Black strobe n’est inconnu pour personne, l’un des morceaux phare du précédent album « I’m a man » a servi à la promotion d’un parfum incarnée par un certain Alain Delon. En outre Guy Ritchie, Martin Scorsese et Quentin Tarantino ont utilisé cette chanson pour accompagner leurs images. Les amateurs de jeux vidéo en ont d’ailleurs certainement bien profité puisque ses musiques étaient également playlistées dans GTA V ou Assassin Creed.

Le groupe a aussi réalisé plus d’une quarantaine de remix pour Depeche Mode, Royksopp, Guetta ou Ramstein… la liste est aussi longue qu’elle est éclectique.

Le premier album sorti en 1997 « Burn your Own Church » évoquait une techno métallique teintée de ballades ténébreuses.

Oh my God !

Le cru 2014 est assez éloigné du précèdent opus même si l’atmosphère de rock futuriste subsiste, Black strobe plonge dans les racines du sud des états unis en faisant la part belle au Blues et à la Country. Arnaud Rebotini s’approprie cet univers de Cowboy, et le restitue à notre époque en y appliquant sa touche de modernité synthétique. Les esprits rétro et nostalgiques du rock seront certainement étonnés à la première écoute et se feront surprendre par la suite tant les références y sont sublimées. Les thèmes de l’album sont ceux empruntés à son style, l’amour, la solitude, le diable, la prison, le train, le bayou… L’hommage rendu aux genres y est admirable car passionné et met en exergue le « songwriting » à l’américaine. La voix du chanteur (et leader) n’est pas sans rappeler les organes de velours de crooners contemporains comme Iggy Pop, Dave Gahan de Depeche Mode ou Nick cave.

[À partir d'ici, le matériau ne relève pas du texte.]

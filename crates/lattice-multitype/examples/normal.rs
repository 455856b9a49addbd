//! Multi-type list example.
//!
//! Fills a list with text, image and rich items, registers one renderer per
//! item type and scrolls a small terminal "list view" through it, recycling
//! rows per kind.
//!
//! Run with: cargo run -p lattice-multitype --example normal
//! Set `RUST_LOG=lattice_multitype=trace` to watch visuals being created.

use std::collections::HashMap;
use std::sync::Arc;

use lattice_multitype::{CollectionAdapter, ItemAdapter, ItemRenderer, Items, Kind, VisualHandle};
use tracing_subscriber::EnvFilter;

/// Plain text line.
struct TextItem {
    content: String,
}

/// Image referenced by resource id.
struct ImageItem {
    resource: u32,
}

/// Text with an illustration.
struct RichItem {
    text: String,
    image: u32,
}

/// A terminal row: the lines drawn for one list position.
#[derive(Debug, Default)]
struct Row {
    lines: Vec<String>,
}

struct TextRenderer;

impl ItemRenderer for TextRenderer {
    type Item = TextItem;
    type Visual = Row;

    fn create_visual(&self) -> Row {
        Row::default()
    }

    fn bind_visual(&self, row: &mut Row, item: &TextItem, position: usize) {
        row.lines = vec![format!("{position:>3} | hello: {}", item.content)];
    }
}

struct ImageRenderer;

impl ItemRenderer for ImageRenderer {
    type Item = ImageItem;
    type Visual = Row;

    fn create_visual(&self) -> Row {
        Row::default()
    }

    fn bind_visual(&self, row: &mut Row, item: &ImageItem, position: usize) {
        row.lines = vec![
            format!("{position:>3} | +--------+"),
            format!("    | | img {:<4}|", item.resource),
            "    | +--------+".to_string(),
        ];
    }
}

struct RichRenderer;

impl ItemRenderer for RichRenderer {
    type Item = RichItem;
    type Visual = Row;

    fn create_visual(&self) -> Row {
        Row::default()
    }

    fn bind_visual(&self, row: &mut Row, item: &RichItem, position: usize) {
        row.lines = vec![
            format!("{position:>3} | [img {}]", item.image),
            format!("    | {}", item.text),
        ];
    }
}

/// A fixed-height terminal list that recycles rows by kind.
struct TerminalList {
    visible_rows: usize,
    attached: Vec<VisualHandle<Row>>,
    scrap: HashMap<Kind, Vec<VisualHandle<Row>>>,
    created: usize,
}

impl TerminalList {
    fn new(visible_rows: usize) -> Self {
        Self {
            visible_rows,
            attached: Vec::new(),
            scrap: HashMap::new(),
            created: 0,
        }
    }

    fn scroll_to<A>(&mut self, adapter: &A, first: usize) -> lattice_multitype::Result<()>
    where
        A: ItemAdapter<Visual = Row>,
    {
        for handle in self.attached.drain(..) {
            self.scrap.entry(handle.kind()).or_default().push(handle);
        }

        let end = (first + self.visible_rows).min(adapter.count());
        for position in first..end {
            let kind = adapter.kind_of(position)?;
            let mut handle = match self.scrap.get_mut(&kind).and_then(Vec::pop) {
                Some(handle) => handle,
                None => {
                    self.created += 1;
                    adapter.create_visual(kind)?
                }
            };
            adapter.bind_visual(&mut handle, position)?;
            self.attached.push(handle);
        }
        Ok(())
    }

    fn draw(&self) {
        for handle in &self.attached {
            for line in &handle.visual().lines {
                println!("{line}");
            }
        }
    }
}

fn main() -> Result<(), Box<dyn std::error::Error>> {
    tracing_subscriber::fmt()
        .with_env_filter(
            EnvFilter::try_from_default_env().unwrap_or_else(|_| EnvFilter::new("info")),
        )
        .init();

    let mut adapter = CollectionAdapter::new();
    adapter.register_type(TextRenderer)?;
    adapter.register_type(ImageRenderer)?;
    adapter.register_type(RichRenderer)?;

    let text = Arc::new(TextItem {
        content: "world".into(),
    });
    let image = Arc::new(ImageItem { resource: 1 });
    let rich = Arc::new(RichItem {
        text: "Little Ai is the best".into(),
        image: 11,
    });

    let mut items = Items::with_capacity(60);
    for _ in 0..20 {
        items.push_shared(Arc::clone(&text));
        items.push_shared(Arc::clone(&image));
        items.push_shared(Arc::clone(&rich));
    }
    adapter.set_items(items);

    let mut list = TerminalList::new(5);
    for first in [0, 5, 30, 55] {
        println!("=== rows {first}.. ===");
        list.scroll_to(&adapter, first)?;
        list.draw();
    }

    println!(
        "{} items drawn with {} visuals",
        adapter.item_count(),
        list.created
    );
    Ok(())
}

L’ambiance « western avant-gardiste » de l’album insuffle un véritable plaisir pour l’auditeur dans un paysage électronique qui souffre cruellement d’originalité. Comptez sur Arnaud rebotini et sa bande pour faire preuve d’authenticité et de restituer avec une humilité saillante et une exigence stimulante un style quelque peu abandonné.

Album 4 etoiles

Sur la dizaine de morceaux originaux que compose l’album il n’y a rien à jeter. Une reprise d’un classique de Johnny Cash « Folsom Prison Blues », œuvre que se réapproprient complètement Rebotini et ses synthés. « Broken Phone blues » et « Monkey glands » titres qui déménagent par leur côté hargneux et groovy. « He keeps on calling » est certainement le titre le plus “country” de l’album qui vous plongera directement dans l’univers Western de du disque. « For those who came on earth thru the devil’s asshole » entre rock progressif à la King Crimson et blues sarcastique. « Dumped Boogie » avec ses synthés tranchants et son rock racé. Le Boogie-disco « From the gutter », l’acid-rockabilly d’ »house of godd lovin » et enfin l’electro rock de « Going back home » viril et sobre à la fois.